Dans le court métrage s'est créé le ROC (Regroupement des organisations du court métrage) au moment où nous espérions pouvoir engager des négociations de convention collective dans ce secteur. Nous devons trancher la question : outre le fait que nous n'avons pas eu assez de militants pour suivre les réunions, nous nous posons la question de notre appartenance en 2009 à cette association, plus intéressée par les problèmes de diffusion (festivals, télévisions) que de conditions d'emploi.

Télévision

Le secteur est en mouvement perpétuel. Avec les signatures d'accords expérimentaux pour la vidéo à la demande et pour les rediffusions de fictions en journée, qui arriveront à leur terme fin 2010, nous devrons décider si ces accords doivent être prolongés ou non et dans quelles conditions financières.

Nous entamons un nouveau cycle de négociations sur différents articles de la convention actuelle que nous avons constatés désuets ou non appliqués : ainsi en est-il des enregistrements de spectacles vivants pour la télévision, des conditions de sortie de téléfilms en salles de cinéma (sorties prévues ou non prévues lors de la signature du contrat initial).

Enfin n'oublions pas que le tout numérique doit arriver fin 2011, c'est-à-dire demain, et que notre convention collective -où les droits sont établis à partir de la première diffusion sur une chaîne hertzienne analogique- va «tomber » d'elle-même. Par ailleurs, il faut déterminer dans quelles conditions les nouveaux diffuseurs et nouveaux diffuseurs/producteurs seront intégrées dans la convention.

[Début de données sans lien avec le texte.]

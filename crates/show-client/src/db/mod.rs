//! Query aggregation over the SONiC Redis databases.
//!
//! Handlers never talk to Redis directly. They describe what they want as
//! [`TableSelector`]s and receive a JSON mapping back from a [`DbFacade`]:
//!
//! - table only (`COUNTERS_DB/COUNTERS_PORT_NAME_MAP`): row key → fields, or
//!   the fields of the table hash itself when the table has no rows
//! - exact key (`APPL_DB/PORT_TABLE/Ethernet0`): the fields of that row
//! - key pattern (`ASIC_DB/ASIC_STATE/SAI_OBJECT_TYPE_FDB_ENTRY:*`): row key →
//!   fields for every matching row
//!
//! Results from several selectors are merged into one mapping.

pub mod memory;
pub mod redis_adapter;

pub use self::memory::MemoryFacade;
pub use self::redis_adapter::RedisFacade;

use crate::error::{ShowError, ShowResult};
use async_trait::async_trait;
use serde_json::Value;
use std::collections::BTreeMap;
use std::fmt;
use std::str::FromStr;

/// Field name → value of one stored row.
pub type Fields = BTreeMap<String, String>;

/// Result of a facade query.
pub type TableData = serde_json::Map<String, Value>;

/// SONiC databases consulted by show commands.
#[derive(Debug, Clone, Copy, PartialEq, Eq, PartialOrd, Ord, Hash)]
pub enum Database {
    ApplDb,
    AsicDb,
    CountersDb,
    ConfigDb,
    StateDb,
}

impl Database {
    pub const ALL: [Database; 5] = [
        Database::ApplDb,
        Database::AsicDb,
        Database::CountersDb,
        Database::ConfigDb,
        Database::StateDb,
    ];

    pub fn name(&self) -> &'static str {
        match self {
            Database::ApplDb => "APPL_DB",
            Database::AsicDb => "ASIC_DB",
            Database::CountersDb => "COUNTERS_DB",
            Database::ConfigDb => "CONFIG_DB",
            Database::StateDb => "STATE_DB",
        }
    }

    /// Separator between table name and row key when nothing else is known.
    pub fn default_separator(&self) -> &'static str {
        match self {
            Database::ConfigDb | Database::StateDb => "|",
            _ => ":",
        }
    }
}

impl fmt::Display for Database {
    fn fmt(&self, f: &mut fmt::Formatter<'_>) -> fmt::Result {
        f.write_str(self.name())
    }
}

impl FromStr for Database {
    type Err = ShowError;

    fn from_str(s: &str) -> Result<Self, Self::Err> {
        Database::ALL
            .into_iter()
            .find(|db| db.name() == s)
            .ok_or_else(|| ShowError::parse("database name", format!("unknown database '{}'", s)))
    }
}

/// One `db/table[/key]` triple.
#[derive(Debug, Clone, PartialEq, Eq)]
pub struct TableSelector {
    pub db: Database,
    pub table: String,
    pub key: Option<String>,
}

impl TableSelector {
    pub fn table(db: Database, table: impl Into<String>) -> Self {
        Self {
            db,
            table: table.into(),
            key: None,
        }
    }

    pub fn with_key(mut self, key: impl Into<String>) -> Self {
        self.key = Some(key.into());
        self
    }

    /// True when the key contains glob metacharacters.
    pub fn is_pattern(&self) -> bool {
        self.key
            .as_deref()
            .is_some_and(|k| k.contains(['*', '?', '[']))
    }
}

impl fmt::Display for TableSelector {
    fn fmt(&self, f: &mut fmt::Formatter<'_>) -> fmt::Result {
        write!(f, "{}/{}", self.db, self.table)?;
        if let Some(key) = &self.key {
            write!(f, "/{}", key)?;
        }
        Ok(())
    }
}

/// Read-only access to the SONiC databases.
#[async_trait]
pub trait DbFacade: Send + Sync {
    /// Runs every selector and merges the results.
    async fn query(&self, selectors: &[TableSelector]) -> ShowResult<TableData>;

    /// Separator between table name and row key in `db`.
    async fn key_separator(&self, db: Database) -> ShowResult<String>;
}

/// The primitive operations a keyed store offers.
#[async_trait]
pub(crate) trait KeyStore: Send + Sync {
    async fn keys(&self, db: Database, pattern: &str) -> ShowResult<Vec<String>>;

    async fn hgetall(&self, db: Database, key: &str) -> ShowResult<Fields>;

    fn separator(&self, db: Database) -> String;
}

/// Answers selectors against a [`KeyStore`]. Shared by both facades so that
/// fixtures behave exactly like Redis.
pub(crate) async fn query_store<S: KeyStore + ?Sized>(
    store: &S,
    selectors: &[TableSelector],
) -> ShowResult<TableData> {
    let mut out = TableData::new();

    for selector in selectors {
        let sep = store.separator(selector.db);
        let prefix = format!("{}{}", selector.table, sep);

        match &selector.key {
            Some(key) if !selector.is_pattern() => {
                let fields = store.hgetall(selector.db, &format!("{}{}", prefix, key)).await?;
                out.extend(fields_to_json(fields));
            }
            key => {
                let pattern = format!("{}{}", prefix, key.as_deref().unwrap_or("*"));
                let keys = store.keys(selector.db, &pattern).await?;

                if keys.is_empty() && key.is_none() {
                    // Key-less hashes such as COUNTERS_PORT_NAME_MAP
                    let fields = store.hgetall(selector.db, &selector.table).await?;
                    out.extend(fields_to_json(fields));
                    continue;
                }

                for full_key in keys {
                    let fields = store.hgetall(selector.db, &full_key).await?;
                    let row = full_key
                        .strip_prefix(&prefix)
                        .unwrap_or(&full_key)
                        .to_string();
                    out.insert(row, Value::Object(fields_to_json(fields)));
                }
            }
        }
    }

    Ok(out)
}

fn fields_to_json(fields: Fields) -> TableData {
    fields
        .into_iter()
        .map(|(k, v)| (k, Value::String(v)))
        .collect()
}

/// String-valued fields of a JSON object. Non-string values are skipped.
pub fn fields_of(value: &Value) -> Fields {
    value
        .as_object()
        .map(|obj| {
            obj.iter()
                .filter_map(|(k, v)| v.as_str().map(|s| (k.clone(), s.to_string())))
                .collect()
        })
        .unwrap_or_default()
}

/// Queries one table and returns row key → fields.
pub async fn rows(
    db: &dyn DbFacade,
    selector: TableSelector,
) -> ShowResult<BTreeMap<String, Fields>> {
    let data = db.query(std::slice::from_ref(&selector)).await?;
    Ok(data
        .iter()
        .filter(|(_, v)| v.is_object())
        .map(|(k, v)| (k.clone(), fields_of(v)))
        .collect())
}

/// Queries one hash (an exact row, or a key-less table) and returns its fields.
pub async fn hash(db: &dyn DbFacade, selector: TableSelector) -> ShowResult<Fields> {
    let data = db.query(std::slice::from_ref(&selector)).await?;
    Ok(fields_of(&Value::Object(data)))
}

#[cfg(test)]
mod tests {
    use super::*;
    use serde_json::json;

    #[test]
    fn test_database_names_round_trip() {
        for db in Database::ALL {
            assert_eq!(db.name().parse::<Database>().unwrap(), db);
        }
        assert!("FLEX_COUNTER_DB".parse::<Database>().is_err());
    }

    #[test]
    fn test_default_separators() {
        assert_eq!(Database::ConfigDb.default_separator(), "|");
        assert_eq!(Database::StateDb.default_separator(), "|");
        assert_eq!(Database::CountersDb.default_separator(), ":");
        assert_eq!(Database::AsicDb.default_separator(), ":");
    }

    #[test]
    fn test_selector_display_and_pattern() {
        let sel = TableSelector::table(Database::AsicDb, "ASIC_STATE")
            .with_key("SAI_OBJECT_TYPE_VLAN:*");
        assert!(sel.is_pattern());
        assert_eq!(sel.to_string(), "ASIC_DB/ASIC_STATE/SAI_OBJECT_TYPE_VLAN:*");

        let sel = TableSelector::table(Database::ApplDb, "PORT_TABLE").with_key("Ethernet0");
        assert!(!sel.is_pattern());
        assert!(!TableSelector::table(Database::ApplDb, "PORT_TABLE").is_pattern());
    }

    #[test]
    fn test_fields_of_skips_non_strings() {
        let fields = fields_of(&json!({"admin_status": "up", "nested": {"a": "b"}, "mtu": 9100}));
        assert_eq!(fields.len(), 1);
        assert_eq!(fields.get("admin_status").map(String::as_str), Some("up"));
        assert!(fields_of(&json!("scalar")).is_empty());
    }
}
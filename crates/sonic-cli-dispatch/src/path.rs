//! Query paths and positional arguments.
//!
//! A query is an ordered list of [`PathElem`]s. Element names route the query
//! through the registry; element keys carry option values. The text form
//! follows gNMI path strings:
//!
//! ```text
//! SHOW/interfaces/counters[interfaces=Ethernet0,Ethernet4][period=5]
//! ```

use crate::error::{CommandError, CommandResult};
use std::collections::BTreeMap;
use std::fmt;

/// One element of a query path.
#[derive(Debug, Clone, Default, PartialEq, Eq)]
pub struct PathElem {
    pub name: String,
    pub keys: BTreeMap<String, String>,
}

impl PathElem {
    pub fn new(name: impl Into<String>) -> Self {
        Self {
            name: name.into(),
            keys: BTreeMap::new(),
        }
    }

    /// Adds an option key to this element.
    pub fn key(mut self, key: impl Into<String>, value: impl Into<String>) -> Self {
        self.keys.insert(key.into(), value.into());
        self
    }
}

/// An ordered query path.
#[derive(Debug, Clone, Default, PartialEq, Eq)]
pub struct Path {
    pub elems: Vec<PathElem>,
}

impl Path {
    pub fn new(elems: Vec<PathElem>) -> Self {
        Self { elems }
    }

    /// Builds a path of bare element names.
    pub fn from_names<I, S>(names: I) -> Self
    where
        I: IntoIterator<Item = S>,
        S: Into<String>,
    {
        Self {
            elems: names.into_iter().map(PathElem::new).collect(),
        }
    }

    /// Parses the gNMI-style text form.
    ///
    /// `/` separates elements outside of brackets, `[k=v]` groups attach keys
    /// to the preceding element, and `\` escapes the next character.
    pub fn parse(text: &str) -> CommandResult<Self> {
        let mut elems = Vec::new();
        let mut name = String::new();
        let mut keys = BTreeMap::new();
        let mut chars = text.trim().trim_start_matches('/').chars();

        while let Some(c) = chars.next() {
            match c {
                '\\' => {
                    if let Some(next) = chars.next() {
                        name.push(next);
                    }
                }
                '/' => {
                    push_elem(&mut elems, &mut name, &mut keys, text)?;
                }
                '[' => {
                    let mut group = String::new();
                    let mut closed = false;
                    while let Some(c) = chars.next() {
                        match c {
                            '\\' => {
                                if let Some(next) = chars.next() {
                                    group.push(next);
                                }
                            }
                            ']' => {
                                closed = true;
                                break;
                            }
                            _ => group.push(c),
                        }
                    }
                    if !closed {
                        return Err(CommandError::invalid_argument(format!(
                            "unterminated key in path '{}'",
                            text
                        )));
                    }
                    let (key, value) = group.split_once('=').ok_or_else(|| {
                        CommandError::invalid_argument(format!(
                            "malformed key '{}' in path '{}'",
                            group, text
                        ))
                    })?;
                    if key.is_empty() {
                        return Err(CommandError::invalid_argument(format!(
                            "empty key name in path '{}'",
                            text
                        )));
                    }
                    if keys.insert(key.to_string(), value.to_string()).is_some() {
                        return Err(CommandError::invalid_argument(format!(
                            "duplicate key '{}' in path '{}'",
                            key, text
                        )));
                    }
                }
                _ => name.push(c),
            }
        }
        if !name.is_empty() || !keys.is_empty() {
            push_elem(&mut elems, &mut name, &mut keys, text)?;
        }

        Ok(Self { elems })
    }

    pub fn len(&self) -> usize {
        self.elems.len()
    }

    pub fn is_empty(&self) -> bool {
        self.elems.is_empty()
    }

    /// Element names in order.
    pub fn names(&self) -> impl Iterator<Item = &str> {
        self.elems.iter().map(|e| e.name.as_str())
    }
}

fn push_elem(
    elems: &mut Vec<PathElem>,
    name: &mut String,
    keys: &mut BTreeMap<String, String>,
    text: &str,
) -> CommandResult<()> {
    if name.is_empty() {
        return Err(CommandError::invalid_argument(format!(
            "empty element in path '{}'",
            text
        )));
    }
    elems.push(PathElem {
        name: std::mem::take(name),
        keys: std::mem::take(keys),
    });
    Ok(())
}

impl fmt::Display for Path {
    fn fmt(&self, f: &mut fmt::Formatter<'_>) -> fmt::Result {
        for (i, elem) in self.elems.iter().enumerate() {
            if i > 0 {
                f.write_str("/")?;
            }
            f.write_str(&elem.name)?;
            for (k, v) in &elem.keys {
                write!(f, "[{}={}]", k, v)?;
            }
        }
        Ok(())
    }
}

/// Positional arguments left over after the routing prefix.
#[derive(Debug, Clone, Default, PartialEq, Eq)]
pub struct CmdArgs(Vec<String>);

impl CmdArgs {
    pub fn new(args: Vec<String>) -> Self {
        Self(args)
    }

    /// Argument at `index`, or `""` when absent.
    pub fn at(&self, index: usize) -> &str {
        self.0.get(index).map(String::as_str).unwrap_or("")
    }

    pub fn len(&self) -> usize {
        self.0.len()
    }

    pub fn is_empty(&self) -> bool {
        self.0.is_empty()
    }

    pub fn iter(&self) -> impl Iterator<Item = &str> {
        self.0.iter().map(String::as_str)
    }
}

impl<S: Into<String>> FromIterator<S> for CmdArgs {
    fn from_iter<I: IntoIterator<Item = S>>(iter: I) -> Self {
        Self(iter.into_iter().map(Into::into).collect())
    }
}
//! Per-request context handed to every show handler.

use crate::cache::SharedCaches;
use crate::config::MAX_SHOW_COMMAND_PERIOD;
use crate::db::DbFacade;
use crate::host::HostCommand;
use std::sync::Arc;
use tokio_util::sync::CancellationToken;

/// Collaborators and request-scoped state for one query.
///
/// The facade, host runner and caches are shared across requests; the
/// cancellation token belongs to the request.
#[derive(Clone)]
pub struct ShowContext {
    pub db: Arc<dyn DbFacade>,
    pub host: Arc<dyn HostCommand>,
    pub caches: Arc<SharedCaches>,
    pub cancel: CancellationToken,
    pub max_period: u64,
}

impl ShowContext {
    pub fn new(db: Arc<dyn DbFacade>, host: Arc<dyn HostCommand>) -> Self {
        Self {
            db,
            host,
            caches: Arc::new(SharedCaches::new()),
            cancel: CancellationToken::new(),
            max_period: MAX_SHOW_COMMAND_PERIOD,
        }
    }

    pub fn with_caches(mut self, caches: Arc<SharedCaches>) -> Self {
        self.caches = caches;
        self
    }

    pub fn with_cancel(mut self, cancel: CancellationToken) -> Self {
        self.cancel = cancel;
        self
    }

    pub fn with_max_period(mut self, max_period: u64) -> Self {
        self.max_period = max_period;
        self
    }

    /// A context for a new request sharing this context's collaborators.
    pub fn for_request(&self, cancel: CancellationToken) -> Arc<Self> {
        Arc::new(self.clone().with_cancel(cancel))
    }
}

impl std::fmt::Debug for ShowContext {
    fn fmt(&self, f: &mut std::fmt::Formatter<'_>) -> std::fmt::Result {
        f.debug_struct("ShowContext")
            .field("max_period", &self.max_period)
            .field("cancelled", &self.cancel.is_cancelled())
            .finish_non_exhaustive()
    }
}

Nouveau chantier : les productions pour Internet

Bien qu'il ne s'agisse pas de productions pour la télévision, c'est avec l'USPA (Union syndicale de la production audiovisuelle) principale signataire de la convention télévision, que nous entreprenons une négociation. Sans aucun doute les producteurs « télé » diversifient aussi leurs activités vers Internet et le téléphone mobile. Tout est à inventer dans ce domaine.

Accord archives de l'INA

L'accord Télévision fonctionne, un expert comptable nommé par les syndicats va faire des « sondages » pour vérifier sa bonne application. Toutefois, le SFA continuera d'oeuvrer pour que cet accord important soit géré par l'ADAMI.
L'ADAMI et l'INA se sont rencontrés à plusieurs reprises et la situation antérieure s'est apaisée. Reste l'opposition de certains syndicats minoritaires d'artistes interprètes à la gestion de cet accord par l'ADAMI.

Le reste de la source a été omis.